The quantitative analysis with the probability density function, the mean streamwise velocity at $y=0$, and the time history of ERR is summarized in figure 10. The ERR ${\mathcal {R}}$ is defined as

(3.3)\begin{equation} {\mathcal{R}}= \dfrac{ \int_S (u^{\prime 2}_{ Rep}+{v^{\prime}}^{2}_{ Rep})\,\textrm{d}S }{ \int_S (u^{\prime 2}_{ DNS}+v^{\prime 2}_{ DNS}) \,\textrm{d}S }, \end{equation}

where $(u'_{ Rep},v'_{ Rep})$ and $(u'_{ DNS}, v'_{ DNS}$) denote the fluctuation components of the reproduced velocity and the original velocity, respectively. For the probability density function, the distribution of the CNN-SINDy model is in excellent agreement with the reference DNS data. Since the SINDy model of the present case integrates the latent vector via the CNN-AE which can map a high-dimensional flow field into low-dimensional space efficiently thanks to the nonlinear activation function (Murata et al. Reference Murata, Fukami and Fukagata2020), the SINDy outperforms POD with two modes as long as the appropriate waveforms can be obtained. In other words, the obtained equation can be integrated stably. The success of the CNN-SINDy-based modelling can be also seen with time-averaged velocity and energy containing rate in figure 10.

Figure 10.

Evaluation of reproduced flow field with a periodic shedding. $(a)$ Probability density function, $(b)$ mean streamwise velocity at $y=0$ and $(c)$ the energy reconstruction rate (ERR). Simple moving average (SMA) of ERR is shown here for the clearness.
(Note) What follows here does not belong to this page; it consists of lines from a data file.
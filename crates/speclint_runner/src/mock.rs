//! Mock fetcher and builder for testing.
//!
//! Provides configurable implementations of [`SourceFetcher`] and
//! [`BuildInvoker`] that never touch the network or a toolchain.

use std::path::{Path, PathBuf};
use std::sync::Arc;

use async_trait::async_trait;
use parking_lot::RwLock;

use speclint_spec::Source;

use crate::builder::{BuildInvoker, BuildOutput, BuildRequest};
use crate::error::{RunnerError, RunnerResult};
use crate::fetcher::SourceFetcher;

/// Captured fetch call information for verification.
#[derive(Debug, Clone)]
pub struct FetchCall {
    pub git: String,
    pub destination: PathBuf,
}

/// Mock source fetcher.
///
/// On success it materializes the configured files below the destination,
/// standing in for a checkout.
#[derive(Clone, Default)]
pub struct MockFetcher {
    /// Files written into every checkout (relative path, contents).
    files: Arc<RwLock<Vec<(String, String)>>>,
    /// Repository URLs whose fetch fails, with the failure message.
    failures: Arc<RwLock<Vec<(String, String)>>>,
    /// Failure applied to every fetch.
    simulate_failure: Arc<RwLock<Option<String>>>,
    captured_calls: Arc<RwLock<Vec<FetchCall>>>,
}

impl MockFetcher {
    pub fn new() -> Self {
        Self::default()
    }

    /// Add a file that every successful checkout contains.
    pub fn with_file(self, path: impl Into<String>, contents: impl Into<String>) -> Self {
        self.files.write().push((path.into(), contents.into()));
        self
    }

    /// Fail fetches of one repository URL.
    pub fn fail_for(self, git: impl Into<String>, message: impl Into<String>) -> Self {
        self.failures.write().push((git.into(), message.into()));
        self
    }

    /// Fail every fetch.
    pub fn simulate_failure(self, message: impl Into<String>) -> Self {
        *self.simulate_failure.write() = Some(message.into());
        self
    }

    /// Get all captured calls.
    pub fn get_calls(&self) -> Vec<FetchCall> {
        self.captured_calls.read().clone()
    }

    /// Get the number of calls made.
    pub fn call_count(&self) -> usize {
        self.captured_calls.read().len()
    }
}

#[async_trait]
impl SourceFetcher for MockFetcher {
    async fn fetch(&self, source: &Source, destination: &Path) -> RunnerResult<()> {
        self.captured_calls.write().push(FetchCall {
            git: source.git.clone(),
            destination: destination.to_path_buf(),
        });

        if let Some(message) = self.simulate_failure.read().clone() {
            return Err(RunnerError::FetchFailed(message));
        }
        let failure = self
            .failures
            .read()
            .iter()
            .find(|(git, _)| *git == source.git)
            .map(|(_, message)| message.clone());
        if let Some(message) = failure {
            return Err(RunnerError::FetchFailed(message));
        }

        std::fs::create_dir_all(destination)?;
        let files = self.files.read().clone();
        for (relative, contents) in files {
            let path = destination.join(relative);
            if let Some(parent) = path.parent() {
                std::fs::create_dir_all(parent)?;
            }
            std::fs::write(path, contents)?;
        }
        Ok(())
    }
}

/// Mock build invoker.
#[derive(Clone)]
pub struct MockBuilder {
    output: Arc<RwLock<BuildOutput>>,
    simulate_failure: Arc<RwLock<Option<String>>>,
    captured_requests: Arc<RwLock<Vec<BuildRequest>>>,
}

impl Default for MockBuilder {
    fn default() -> Self {
        Self::new()
    }
}

impl MockBuilder {
    /// A builder whose builds succeed cleanly.
    pub fn new() -> Self {
        Self {
            output: Arc::new(RwLock::new(BuildOutput::succeeded())),
            simulate_failure: Arc::new(RwLock::new(None)),
            captured_requests: Arc::new(RwLock::new(Vec::new())),
        }
    }

    /// Return `output` from every build.
    pub fn with_output(self, output: BuildOutput) -> Self {
        *self.output.write() = output;
        self
    }

    /// Make every build fail to run.
    pub fn simulate_failure(self, message: impl Into<String>) -> Self {
        *self.simulate_failure.write() = Some(message.into());
        self
    }

    pub fn get_requests(&self) -> Vec<BuildRequest> {
        self.captured_requests.read().clone()
    }

    pub fn call_count(&self) -> usize {
        self.captured_requests.read().len()
    }
}

#[async_trait]
impl BuildInvoker for MockBuilder {
    async fn build(&self, request: &BuildRequest) -> RunnerResult<BuildOutput> {
        self.captured_requests.write().push(request.clone());
        if let Some(message) = self.simulate_failure.read().clone() {
            return Err(RunnerError::BuildFailed(message));
        }
        Ok(self.output.read().clone())
    }
}

#[cfg(test)]
mod tests {
    use super::*;
    use tempfile::tempdir;

    #[tokio::test]
    async fn test_mock_fetcher_materializes_files() {
        let temp = tempdir().unwrap();
        let fetcher = MockFetcher::new().with_file("Classes/A.m", "int a;");
        let dest = temp.path().join("source");

        fetcher
            .fetch(&Source::tagged("https://example.com/a.git", "1.0"), &dest)
            .await
            .unwrap();

        assert!(dest.join("Classes/A.m").exists());
        assert_eq!(fetcher.call_count(), 1);
        assert_eq!(fetcher.get_calls()[0].git, "https://example.com/a.git");
    }

    #[tokio::test]
    async fn test_mock_fetcher_failure_per_url() {
        let temp = tempdir().unwrap();
        let fetcher = MockFetcher::new().fail_for("https://example.com/down.git", "unreachable");

        let err = fetcher
            .fetch(&Source::tagged("https://example.com/down.git", "1.0"), temp.path())
            .await
            .unwrap_err();
        assert!(err.to_string().contains("unreachable"));

        fetcher
            .fetch(&Source::tagged("https://example.com/up.git", "1.0"), temp.path())
            .await
            .unwrap();
        assert_eq!(fetcher.call_count(), 2);
    }

    #[tokio::test]
    async fn test_mock_builder_records_requests() {
        let builder = MockBuilder::new().with_output(BuildOutput::failed(Vec::new()));
        let request = BuildRequest {
            workspace: PathBuf::from("/tmp/x"),
            platform: "ios".into(),
            source_files: vec![PathBuf::from("A.m")],
            requires_arc: true,
        };

        let output = builder.build(&request).await.unwrap();
        assert!(!output.success);
        assert_eq!(builder.get_requests(), vec![request]);
    }
}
3.2. Example 2: transient wake of cylinder flow

As the second example for the combination of CNN and SINDy, we consider the transient process of a flow around a circular cylinder at ${Re}_D=100$. For taking into account the transient process, the streamwise length of the computational domain and that of the flow field data are extended to $L_x=51.2$ and $8.2 \leq x \leq 37$, i.e. $N_x^{*}=1152$, same set-up with Murata et al. (Reference Murata, Fukami and Fukagata2020). The time history and the trajectory in the latent space are shown in figure 11. Since the trajectory looks like a circle as shown in figure 11$(b)$, we use the residual sum of error of $r_1^{2}+r_2^{2}$ between the original value and the reproduced value as the evaluation index in this example.

Figure 11.

Latent vector dynamics of the transient process: ($a$) time history and ($b$) trajectory.

For SINDy, we use the data with $t=[60,160]$. The library matrix contains up to fifth-order terms. Although equations, which can provide the correct temporal evolution of the latent vector, can be obtained with Alasso by including higher-order terms, the model here is, of course, not sparse and so difficult to interpret.

The parameter search results with TLSA for transient wake are summarized in figure 12. Since the trajectory here is simple as shown, we can obtain the governing equations, which provide the reasonable agreement with the reference, at $\alpha =7\times 10^{-2}$. With a higher sparsity constant, i.e. $\alpha =0.7$, the equation provides a temporal evolution of the latent vector with almost no oscillation.

Figure 12.

Results with TLSA of the transient example. Parameter search results, examples of obtained equations, and reproduced trajectories with $\alpha =7 \times 10^{-2}$ and $\alpha =0.7$ are shown. Colour of amplitude plot indicates the total number of terms. In the ordinary differential equations, the latent vector components $(r_1, r_2)$ are represented by $(x,y)$ for clarity.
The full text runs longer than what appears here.